Sunday, June 24, 2012

Our Poverty In Material Things… and in Phone Service

Our Poverty In Material Things… and in Phone Service 

/ Yoani Sánchez
Voices Magazine N. 15
Translator: Unstated, Voices Magazine, Yoani Sánchez

Only since March of 2008 have Cuban citizens living on the island been
able to contract for cellphone service. Before that it was the exclusive
privilege of trusted officials and foreigners living on or passing
through the island. With the ingenuity that characterizes us, we managed
to skirt such difficult obstacles.

It was not uncommon to see Cubans station themselves at the country's
tourist centers "on the hunt" for a tourist who would do them the favor
of contracting for cellphone service. The fact that the service was
offered only in the form of prepaid cards made the trick that much
easier. The foreigner "showed his face" to the Cubacel official who
demanded a passport from another country, and then left his Cuban
"friend" with the greatly desired SIM card.
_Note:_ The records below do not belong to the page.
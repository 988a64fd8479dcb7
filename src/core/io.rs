//! Input handling for plain and compressed variant files
//!
//! Provides buffered reading with automatic compression detection
//! and memory mapping for large plain-text files.

use memmap2::Mmap;
use std::fs::File;
use std::io::{self, BufRead, BufReader, Read};
use std::path::Path;

/// Default buffer size for buffered readers (128KB)
pub const DEFAULT_BUFFER_SIZE: usize = 128 * 1024;

/// Threshold for memory mapping plain files (100MB)
pub const MMAP_THRESHOLD: u64 = 100 * 1024 * 1024;

/// Compression format of an input file
#[derive(Debug, Clone, Copy, PartialEq, Eq)]
pub enum CompressionFormat {
    /// Plain text (uncompressed)
    Plain,
    /// Gzip compressed (.gz)
    Gzip,
    /// Bzip2 compressed (.bz2)
    Bzip2,
}

/// Detect compression format from file extension and/or content
///
/// - .gz extension or gzip magic bytes (1f 8b)
/// - .bz2 extension or bzip2 magic bytes (42 5a 68)
/// - Plain text otherwise
pub fn detect_compression(path: &Path) -> io::Result<CompressionFormat> {
    let extension = path.extension().and_then(|e| e.to_str()).unwrap_or("");

    // First check by extension
    if extension == "gz" {
        return Ok(CompressionFormat::Gzip);
    }
    if extension == "bz2" {
        return Ok(CompressionFormat::Bzip2);
    }

    // Then check by magic bytes
    let mut file = File::open(path)?;
    let mut magic = [0u8; 3];
    let bytes_read = file.read(&mut magic)?;

    if bytes_read >= 2 && magic[0] == 0x1f && magic[1] == 0x8b {
        return Ok(CompressionFormat::Gzip);
    }
    if bytes_read >= 3 && magic[0] == 0x42 && magic[1] == 0x5a && magic[2] == 0x68 {
        // BZ2 magic: "BZh"
        return Ok(CompressionFormat::Bzip2);
    }

    Ok(CompressionFormat::Plain)
}

/// Open a variant file as a buffered reader, decompressing when needed
///
/// Plain files at or above [`MMAP_THRESHOLD`] are memory mapped.
pub fn open_reader(path: &Path) -> io::Result<Box<dyn BufRead>> {
    let format = detect_compression(path)?;
    let file = File::open(path)?;

    match format {
        CompressionFormat::Gzip => {
            let decoder = flate2::read::GzDecoder::new(file);
            Ok(Box::new(BufReader::with_capacity(DEFAULT_BUFFER_SIZE, decoder)))
        }
        CompressionFormat::Bzip2 => {
            let decoder = bzip2::read::BzDecoder::new(file);
            Ok(Box::new(BufReader::with_capacity(DEFAULT_BUFFER_SIZE, decoder)))
        }
        CompressionFormat::Plain => {
            if file.metadata()?.len() >= MMAP_THRESHOLD {
                Ok(Box::new(MappedReader::new(&file)?))
            } else {
                Ok(Box::new(BufReader::with_capacity(DEFAULT_BUFFER_SIZE, file)))
            }
        }
    }
}

/// Memory-mapped file reader
pub struct MappedReader {
    mmap: Mmap,
    position: usize,
}

impl MappedReader {
    /// Create a new memory-mapped reader
    pub fn new(file: &File) -> io::Result<Self> {
        // SAFETY: We assume the file won't be modified while mapped
        let mmap = unsafe { Mmap::map(file)? };
        Ok(Self { mmap, position: 0 })
    }

    /// Get file size
    pub fn len(&self) -> usize {
        self.mmap.len()
    }

    /// Check if empty
    pub fn is_empty(&self) -> bool {
        self.mmap.is_empty()
    }
}

impl Read for MappedReader {
    fn read(&mut self, buf: &mut [u8]) -> io::Result<usize> {
        let remaining = &self.mmap[self.position..];
        let to_read = std::cmp::min(buf.len(), remaining.len());
        buf[..to_read].copy_from_slice(&remaining[..to_read]);
        self.position += to_read;
        Ok(to_read)
    }
}

impl BufRead for MappedReader {
    fn fill_buf(&mut self) -> io::Result<&[u8]> {
        Ok(&self.mmap[self.position..])
    }

    fn consume(&mut self, amt: usize) {
        self.position = std::cmp::min(self.position + amt, self.mmap.len());
    }
}
//! Core VCF parsing and variant interpretation
//!
//! This module contains the header and record parsers, sample role
//! resolution, allele normalization, and depth count extraction.

pub mod alleles;
pub mod counts;
pub mod error;
pub mod header;
pub mod io;
pub mod record;
pub mod samples;

pub use alleles::{normalize, NormalizedVariant, VariantClassification, VariantType};
pub use counts::{resolve_depth_counts, DepthCounts};
pub use error::{ConvertError, HeaderError, HeaderResult, RecordError, Result};
pub use header::{parse_header, VcfHeader, FIXED_COLUMN_COUNT};
pub use io::{
    detect_compression, open_reader, CompressionFormat, MappedReader,
    DEFAULT_BUFFER_SIZE, MMAP_THRESHOLD,
};
pub use record::{parse_data_line, LineOutcome, StructuralMismatch, VariantRecord};
pub use samples::{
    resolve_sample_roles, SampleRoles, NORMAL_SAMPLE_KEY, NORMAL_SENTINEL, TUMOR_SAMPLE_KEY,
};
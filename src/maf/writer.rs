//! MAF file writing
//!
//! Rows may carry different column sets (counts resolved for some records
//! only, INFO passthrough hits and misses), so the header is the union of
//! all row columns in first-occurrence order and missing cells are filled
//! with NA.

use crate::core::io::DEFAULT_BUFFER_SIZE;
use crate::maf::row::{MafRow, NA_VALUE};
use indexmap::IndexSet;
use std::fs::File;
use std::io::{self, BufWriter, Write};
use std::path::Path;

/// Write assembled rows as a tab-separated MAF file
pub fn write_standardized_mutation_file<P: AsRef<Path>>(
    rows: &[MafRow],
    output_path: P,
) -> io::Result<()> {
    let file = File::create(output_path.as_ref())?;
    if rows.is_empty() {
        return Ok(());
    }

    let mut columns: IndexSet<&str> = IndexSet::new();
    for row in rows {
        for column in row.keys() {
            columns.insert(column.as_str());
        }
    }

    let mut writer = BufWriter::with_capacity(DEFAULT_BUFFER_SIZE, file);
    let header = columns.iter().copied().collect::<Vec<_>>().join("\t");
    writeln!(writer, "{header}")?;

    for row in rows {
        let line = columns
            .iter()
            .map(|column| row.get(*column).map_or(NA_VALUE, String::as_str))
            .collect::<Vec<_>>()
            .join("\t");
        writeln!(writer, "{line}")?;
    }

    writer.flush()
}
Fortunately, one of Raul Castro's first reforms was to eliminate what
was known as "tourist apartheid," although he substituted something
worst… not written in the fine print of the contract. That is the
prohibitive prices that make cellphones in Cuba a service available only
to the wealthy—or politically reliable—sectors of the population.

To translate the expression "prohibitive prices" into figures
comprehensible to any earthling, let's look at some examples. To do
that, it is first necessary to understand that Cuba has two currencies.
The Cuban Convertible Peso (CUC)—which is not actually convertible into
any other world currency—is pegged to the U.S. dollar, but after the
exchange fees is only worth about 90 cents. Many products in Cuba are
available only in CUCs. The second currency is the Cuban peso (CUP),
also called "national money" and this is the currency in which we are
paid our wages; twenty-four Cuban pesos equal one CUC. The average
monthly salary on the island is 350.00 Cuban pesos, or 14.50 CUC, about
$13 U.S. The highest monthly salaries are the equivalent of about $20.

To send a text message from Cuba to a phone abroad costs one CUC. So a
simple message of greeting to a family member in Madrid or Buenos Aires
would cost the average Cuban almost seven percent of his or her salary.
Translated to the average national wage in the United States (about
$3,500 a month), this would be the equivalent of $240 to send one text
message, meaning the average American worker could spend his or her
entire salary to send 14 or 15 text messages a month.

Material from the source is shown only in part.